Remember how Maximus ruled the arena with unshakable strength, discipline, and precision?

His training forged him into an unstoppable force, capable of conquering any challenge.

Now, imagine harnessing that same energy and channeling it into your own life.

Welcome to Gladiator’s Edge Kettlebell!

This is a complete arsenal of 10 expertly designed kettlebell training plans, each crafted to help you dominate your fitness goals.

Whether you’re looking to build gladiator-level strength, torch fat, boost endurance, or improve recovery, this bundle has everything you need to succeed.

Inside, you’ll find:

  • Strength Programs: Forge unbreakable power and muscle with focused kettlebell routines.
  • Conditioning Plans: Push your limits and achieve peak endurance with high-intensity challenges.
  • Recovery Workouts: Rebuild and revive with routines designed to keep you strong and resilient.
  • Specialized Programs: Tackle unique challenges like EMOM, Metcon, and German Volume Training to transform your physique.

Mix and match these 10 programs to create your ultimate gladiator training experience:

-> Gladiator’s Edge Kettlebell

This is your chance to own your fitness, rule your arena, and achieve results worthy of the Colosseum!

-Forest and the Team at KettlebellBasics.net

Kettlebell Full Body Attack (sample workout, video)

Fat loss—it’s on *almost* everyone’s mind.

Most of the people I work with wouldn’t mind dropping a few (or a lot of) pounds.

And sure, you’ve probably heard the advice before: “Just burn more calories than you take in.”

Yeah, that’s technically true, but let’s be real—if it was that simple, everyone would be lean and ripped!…

…the truth is, there’s a lot more to the story. Hormones, stress, sleep, recovery—all of it matters.

That’s why I’ve found that the right type of workout can give you the boost you need to finally break through those stubborn plateaus. Adding something like the Kettlebell Full Body Attack as a finisher to your training can crank up your metabolism, burn a ton of calories, and get you real results—without long, boring cardio sessions.

Let me walk you through a sample workout you can try today:


WORKOUT A

Main Workout, Part 1

  • Do as many reps as possible of the first exercise in 30 seconds.
  • Rest for 15 seconds.
  • Do as many reps as possible of the second exercise in 30 seconds.
  • Rest for 15 seconds.
  • Repeat 4 rounds total:
    • ½ or full Turkish Get-Up
    • KB deadlift or KB swing

Main Workout, Part 2

  • Same format as above:
    • Bodyweight split squat or KB rack split squat (:30 per side)
    • Single-arm KB row (:30 per side)

Finisher

  • Perform 4 single KB Total Body Attacks at the top of each minute.
  • Repeat 3 minutes total (12 reps).

Coaching Points for the Kettlebell Full Body Attack

You are going to need two kettlebells. If you can handle it, try to go a little heavier than you think you can. The reason being, when you are doing a renegade row or a push up or anything with your hands on the ‘bells, they can get a little bit unstable if your weight is really light. That’s because all of your weight is supported on the bottom of the ‘bell – which is really small.

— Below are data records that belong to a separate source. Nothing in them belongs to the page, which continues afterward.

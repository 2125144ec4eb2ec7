use axum::Json;
use serde_json::{json, Value};

/// GET /health
/// Returns a simple status object with service version.
pub async fn health_handler() -> Json<Value> {
    Json(json!({
        "status": "ok",
        "version": env!("CARGO_PKG_VERSION"),
        "service": "curriculo-api"
    }))
}
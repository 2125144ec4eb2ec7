// Prompt construction for the suggestion module.

/// Career-consultant prompt asking for three short objective options,
/// returned as plain blocks separated by blank lines.
pub fn objective_prompt(job_title: &str, experience_summary: &str) -> String {
    format!(
        "Aja como um consultor de carreira especialista.\n\
         Escreva 3 opções de \"Objetivo Profissional\" curtas, diretas e impactantes \
         (máximo 3 linhas cada) para um currículo.\n\n\
         Perfil do candidato:\n\
         Cargo desejado/atual: {job_title}\n\
         Resumo da experiência/habilidades: {experience_summary}\n\n\
         Retorne APENAS as 3 opções em formato de lista simples, sem numeração ou \
         texto introdutório. Separe-as por quebras de linha duplas."
    )
}
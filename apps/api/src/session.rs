//! In-memory session store: one owned Document per editing session.
//!
//! Sessions exist only for the process lifetime; destruction is an explicit
//! delete or process exit. Edits serialize through the Document's lock, and
//! each asynchronous collaborator (suggestion, export, payment) allows a
//! single in-flight request per session, enforced by compare-and-swap flags
//! with an RAII release guard.

use std::collections::HashMap;
use std::sync::atomic::{AtomicBool, Ordering};
use std::sync::Arc;

use chrono::{DateTime, Utc};
use tokio::sync::RwLock;
use tracing::info;
use uuid::Uuid;

use crate::models::document::Document;

pub struct Session {
    pub id: Uuid,
    pub created_at: DateTime<Utc>,
    pub document: RwLock<Document>,
    paid: AtomicBool,
    suggestion_in_flight: AtomicBool,
    export_in_flight: AtomicBool,
    payment_in_flight: AtomicBool,
}

impl Session {
    fn new() -> Self {
        Session {
            id: Uuid::new_v4(),
            created_at: Utc::now(),
            document: RwLock::new(Document::empty()),
            paid: AtomicBool::new(false),
            suggestion_in_flight: AtomicBool::new(false),
            export_in_flight: AtomicBool::new(false),
            payment_in_flight: AtomicBool::new(false),
        }
    }

    pub fn paid(&self) -> bool {
        self.paid.load(Ordering::Acquire)
    }

    /// Marks the session as paid. Returns true only for the first caller,
    /// so the post-payment export triggers exactly once.
    pub fn mark_paid(&self) -> bool {
        self.paid
            .compare_exchange(false, true, Ordering::AcqRel, Ordering::Acquire)
            .is_ok()
    }

    pub fn try_begin_suggestion(&self) -> Option<FlightGuard<'_>> {
        FlightGuard::acquire(&self.suggestion_in_flight)
    }

    pub fn try_begin_export(&self) -> Option<FlightGuard<'_>> {
        FlightGuard::acquire(&self.export_in_flight)
    }

    pub fn try_begin_payment(&self) -> Option<FlightGuard<'_>> {
        FlightGuard::acquire(&self.payment_in_flight)
    }

    /// Clones the current Document; collaborators only ever read snapshots.
    pub async fn snapshot(&self) -> Document {
        self.document.read().await.clone()
    }
}

/// Released on drop, re-enabling the triggering control for its operation.
pub struct FlightGuard<'a> {
    flag: &'a AtomicBool,
}

impl<'a> FlightGuard<'a> {
    fn acquire(flag: &'a AtomicBool) -> Option<Self> {
        flag.compare_exchange(false, true, Ordering::AcqRel, Ordering::Acquire)
            .ok()
            .map(|_| FlightGuard { flag })
    }
}

impl Drop for FlightGuard<'_> {
    fn drop(&mut self) {
        self.flag.store(false, Ordering::Release);
    }
}

#[derive(Clone, Default)]
pub struct SessionStore {
    inner: Arc<RwLock<HashMap<Uuid, Arc<Session>>>>,
}

impl SessionStore {
    pub fn new() -> Self {
        Self::default()
    }

    pub async fn create(&self) -> Arc<Session> {
        let session = Arc::new(Session::new());
        self.inner
            .write()
            .await
            .insert(session.id, Arc::clone(&session));
        info!("Session {} created", session.id);
        session
    }

    pub async fn get(&self, id: Uuid) -> Option<Arc<Session>> {
        self.inner.read().await.get(&id).cloned()
    }

    /// Destroys a session. Returns false when the id is unknown.
    pub async fn remove(&self, id: Uuid) -> bool {
        let removed = self.inner.write().await.remove(&id).is_some();
        if removed {
            info!("Session {id} destroyed");
        }
        removed
    }
}
// src/types/money.rs

//! Whole-cent money. Every price, cash balance and valuation in the crate
//! is a `Cents` value, so "two fractional digits" and "never negative" hold
//! by construction.

use serde::{Deserialize, Serialize};
use std::fmt;
use std::str::FromStr;

use crate::error::{ConfigError, TradeError};

#[derive(
    Debug, Clone, Copy, Default, PartialEq, Eq, PartialOrd, Ord, Hash, Serialize, Deserialize,
)]
#[serde(transparent)]
pub struct Cents(pub u64);

impl Cents {
    pub const ZERO: Cents = Cents(0);

    #[inline]
    pub fn raw(self) -> u64 {
        self.0
    }

    /// Builds a value from whole dollars and cents, e.g. `Cents::new(170, 0)`.
    #[inline]
    pub const fn new(dollars: u64, cents: u64) -> Self {
        Cents(dollars * 100 + cents)
    }

    /// `self * quantity`, failing instead of wrapping.
    pub fn checked_times(self, quantity: u64) -> Result<Cents, TradeError> {
        self.0
            .checked_mul(quantity)
            .map(Cents)
            .ok_or(TradeError::ArithmeticOverflow)
    }

    pub fn checked_add(self, rhs: Cents) -> Result<Cents, TradeError> {
        self.0
            .checked_add(rhs.0)
            .map(Cents)
            .ok_or(TradeError::ArithmeticOverflow)
    }

    /// `None` when `rhs` exceeds `self`; callers test affordability first.
    #[inline]
    pub fn checked_sub(self, rhs: Cents) -> Option<Cents> {
        self.0.checked_sub(rhs.0).map(Cents)
    }
}

impl fmt::Display for Cents {
    fn fmt(&self, f: &mut fmt::Formatter<'_>) -> fmt::Result {
        write!(f, "{}.{:02}", self.0 / 100, self.0 % 100)
    }
}

impl FromStr for Cents {
    type Err = ConfigError;

    /// Accepts `"10000"`, `"170.5"` and `"2800.00"`. Signs, exponents and more
    /// than two fractional digits are rejected.
    fn from_str(s: &str) -> Result<Self, Self::Err> {
        let invalid = || ConfigError::InvalidAmount(s.to_string());
        let trimmed = s.trim();
        let (whole, frac) = match trimmed.split_once('.') {
            Some((w, f)) => (w, f),
            None => (trimmed, ""),
        };
        if whole.is_empty() || !whole.bytes().all(|b| b.is_ascii_digit()) {
            return Err(invalid());
        }
        if frac.len() > 2 || !frac.bytes().all(|b| b.is_ascii_digit()) {
            return Err(invalid());
        }
        let dollars: u64 = whole.parse().map_err(|_| invalid())?;
        let cents: u64 = match frac.len() {
            0 => 0,
            1 => frac.parse::<u64>().map_err(|_| invalid())? * 10,
            _ => frac.parse().map_err(|_| invalid())?,
        };
        dollars
            .checked_mul(100)
            .and_then(|d| d.checked_add(cents))
            .map(Cents)
            .ok_or_else(invalid)
    }
}
// src/ticker.rs

//! Optional background ticking of a shared market.
//!
//! The session still owns the ledger. It only reads prices from the shared
//! market, under a read lock, at the moment a trade is checked and committed.

use crate::market::SharedMarket;
use crate::simulators::PriceModel;
use std::sync::Arc;
use std::sync::atomic::{AtomicBool, Ordering};
use std::thread::{self, JoinHandle};
use std::time::Duration;
use tracing::{debug, info};

pub struct Ticker {
    stop: Arc<AtomicBool>,
    handle: Option<JoinHandle<()>>,
}

impl Ticker {
    /// Ticks `market` with `model` every `interval` until stopped.
    pub fn spawn<M>(market: SharedMarket, mut model: M, interval: Duration) -> Self
    where
        M: PriceModel + Send + 'static,
    {
        let stop = Arc::new(AtomicBool::new(false));
        let flag = Arc::clone(&stop);
        info!(interval_ms = interval.as_millis() as u64, "background ticker started");

        let handle = thread::spawn(move || {
            while !flag.load(Ordering::Relaxed) {
                // wait one tick before touching the market
                thread::sleep(interval);
                if flag.load(Ordering::Relaxed) {
                    break;
                }
                market.write().update_prices(&mut model);
            }
            debug!("background ticker exiting");
        });

        Self {
            stop,
            handle: Some(handle),
        }
    }

    /// Signals the thread and waits for it to finish its current tick.
    pub fn stop(mut self) {
        self.shutdown();
    }

    fn shutdown(&mut self) {
        self.stop.store(true, Ordering::Relaxed);
        if let Some(handle) = self.handle.take() {
            let _ = handle.join();
        }
    }
}

impl Drop for Ticker {
    fn drop(&mut self) {
        self.shutdown();
    }
}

Get both hands on the ‘bells, hop your feet back. Row on the right. Make sure when you do that row you transfer your weight over and get in a nice plank and use the muscles in the back to do the row. Row on the right, row on the left and hop the feet forward. From here you have to adjust your hands a little bit and turn the handles in. It’s not going to be like a Russian swing to clean, it’s just going to be from a dead stop.

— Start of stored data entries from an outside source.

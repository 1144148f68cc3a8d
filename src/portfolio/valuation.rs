// src/portfolio/valuation.rs

use super::ledger::Ledger;
use crate::error::ValuationError;
use crate::market::Market;
use crate::stocks::Symbol;
use crate::types::Cents;

/// One position marked at the live market price.
#[derive(Debug, Clone, PartialEq, Eq)]
pub struct HoldingValue {
    pub symbol: Symbol,
    pub quantity: u64,
    pub price: Cents,
    pub value: Cents,
}

#[derive(Debug, Clone, PartialEq, Eq)]
pub struct Valuation {
    pub cash: Cents,
    pub holdings: Vec<HoldingValue>,
    /// Cash plus every holding's value.
    pub total: Cents,
}

impl Ledger {
    /// Marks every non-zero holding to `market`. A holding the market does not
    /// list is reported as an inconsistency rather than skipped.
    pub fn valuation(&self, market: &Market) -> Result<Valuation, ValuationError> {
        let mut total = self.cash();
        let mut holdings = Vec::with_capacity(self.holdings().len());

        for (symbol, &quantity) in self.holdings() {
            if quantity == 0 {
                continue;
            }
            let price = market
                .get_stock(symbol)
                .map(|s| s.price())
                .ok_or_else(|| ValuationError::UnknownSymbol {
                    symbol: symbol.clone(),
                })?;
            let value = price
                .checked_times(quantity)
                .map_err(|_| ValuationError::Overflow)?;
            total = total
                .checked_add(value)
                .map_err(|_| ValuationError::Overflow)?;
            holdings.push(HoldingValue {
                symbol: symbol.clone(),
                quantity,
                price,
                value,
            });
        }

        Ok(Valuation {
            cash: self.cash(),
            holdings,
            total,
        })
    }
}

Go from right here, snap the hips, weights up to the clean position.

From here, adjust your feet a little bit, do a squat up to an overhead press and repeat. You can add in an optional push up if you want to make it more difficult.

Repeat that for reps.


Want More Workouts Like This?

If you’re ready to take your training to the next level, I’ve got an insane Black Friday 3-for-1 deal you won’t want to miss.

With my Season of Strength Bundle, you’ll get 3x 4-Week Kettlebell Plans specifically designed for men and women over 50 to help you reclaim your strength, eliminate the aches and pains of aging, and feel up to 20 years younger.

Here’s What’s Included:

  • Over 50 Kettlebell Revolution: A full 4-week program tailored to help you build strength and vitality.
  • Lifetime Kettlebell Fitness: A 4-week plan designed to maintain your progress and keep you strong for life.
  • 28-Day Kettlebell Body Revival: A focused plan to burn fat, build strength, and feel amazing in just 4 weeks.
  • BONUS: Kettlebell Hacks Video Workshop Series: Expert tips to master your form and maximize your results.

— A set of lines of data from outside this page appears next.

// src/config.rs

//! Tunables and the optional TOML configuration file.

use serde::Deserialize;
use std::path::{Path, PathBuf};
use tracing_subscriber::{EnvFilter, fmt};

use crate::error::ConfigError;
use crate::market::Market;
use crate::stocks::{Stock, default_stock_universe};
use crate::types::Cents;

// --- Price model ---
/// Largest move, in percent, a single tick can apply to a price.
pub const MAX_TICK_CHANGE_PCT: f64 = 5.0;

// --- Ledger ---
pub const DEFAULT_STARTING_CASH: Cents = Cents::new(10_000, 0);
pub const DEFAULT_USERNAME: &str = "trader";

// --- Persistence ---
pub const DEFAULT_SAVE_PATH: &str = "user.json";
pub const LEDGER_FILE_VERSION: u32 = 1;

#[derive(Debug, Deserialize)]
#[serde(default)]
pub struct Config {
    pub save_path: PathBuf,
    /// Decimal dollars, e.g. `"10000.00"`.
    pub starting_cash: String,
    pub logging: LoggingConfig,
    /// Replaces the built-in catalog when non-empty.
    pub stocks: Vec<StockEntry>,
}

#[derive(Debug, Deserialize)]
pub struct StockEntry {
    pub symbol: String,
    pub name: String,
    pub price: String,
}

impl Default for Config {
    fn default() -> Self {
        Self {
            save_path: PathBuf::from(DEFAULT_SAVE_PATH),
            starting_cash: DEFAULT_STARTING_CASH.to_string(),
            logging: LoggingConfig::default(),
            stocks: Vec::new(),
        }
    }
}

impl Config {
    pub fn load(path: &Path) -> Result<Self, ConfigError> {
        let raw = std::fs::read_to_string(path).map_err(ConfigError::ReadFile)?;
        Self::parse(&raw)
    }

    pub fn parse(raw: &str) -> Result<Self, ConfigError> {
        let config: Config = toml::from_str(raw).map_err(ConfigError::Parse)?;
        // Surface bad amounts and catalogs at startup, not mid-session.
        config.starting_cash()?;
        config.build_market()?;
        Ok(config)
    }

    pub fn starting_cash(&self) -> Result<Cents, ConfigError> {
        self.starting_cash.parse()
    }

    pub fn build_market(&self) -> Result<Market, ConfigError> {
        if self.stocks.is_empty() {
            return Ok(Market::new(default_stock_universe())?);
        }
        let stocks = self
            .stocks
            .iter()
            .map(|entry| {
                let price: Cents = entry.price.parse()?;
                Ok(Stock::new(&entry.symbol, &entry.name, price))
            })
            .collect::<Result<Vec<_>, ConfigError>>()?;
        Ok(Market::new(stocks)?)
    }
}

#[derive(Debug, Deserialize)]
#[serde(default)]
pub struct LoggingConfig {
    pub level: String,
    pub format: String,
}

impl LoggingConfig {
    /// Logs go to stderr; stdout belongs to the menu.
    pub fn init(&self) {
        let filter =
            EnvFilter::try_from_default_env().unwrap_or_else(|_| EnvFilter::new(&self.level));

        match self.format.as_str() {
            "json" => {
                fmt()
                    .json()
                    .with_env_filter(filter)
                    .with_writer(std::io::stderr)
                    .init();
            }
            _ => {
                fmt()
                    .with_env_filter(filter)
                    .with_writer(std::io::stderr)
                    .init();
            }
        }
    }
}

impl Default for LoggingConfig {
    fn default() -> Self {
        Self {
            level: "warn".into(),
            format: "pretty".into(),
        }
    }
}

This deal ends Sunday, so don’t wait—click here to grab it now:

–>> “Season of Strength” Black Friday 3-for-1 Kettlebell Deal

To your success! –

– Forest Vance
Master of Science, Human Movement
Certified Kettlebell Instructor
Corrective Exercise Specialist
KettlebellBasics.net
ForestVanceTraining.com

PS – Want to see the KB Total Body Attack in action? Check out this video. It’s one of my all-time favorites, and you’ll see why!

Full-Body KB Circuit to Burn 500+ Calories

Here’s a sample workout similar to what we’ll be doing in our upcoming 20 in 6 Kettlebell Challenge:

Did I ever tell you the story of how I dropped 70 pounds over about a 6-7 month period?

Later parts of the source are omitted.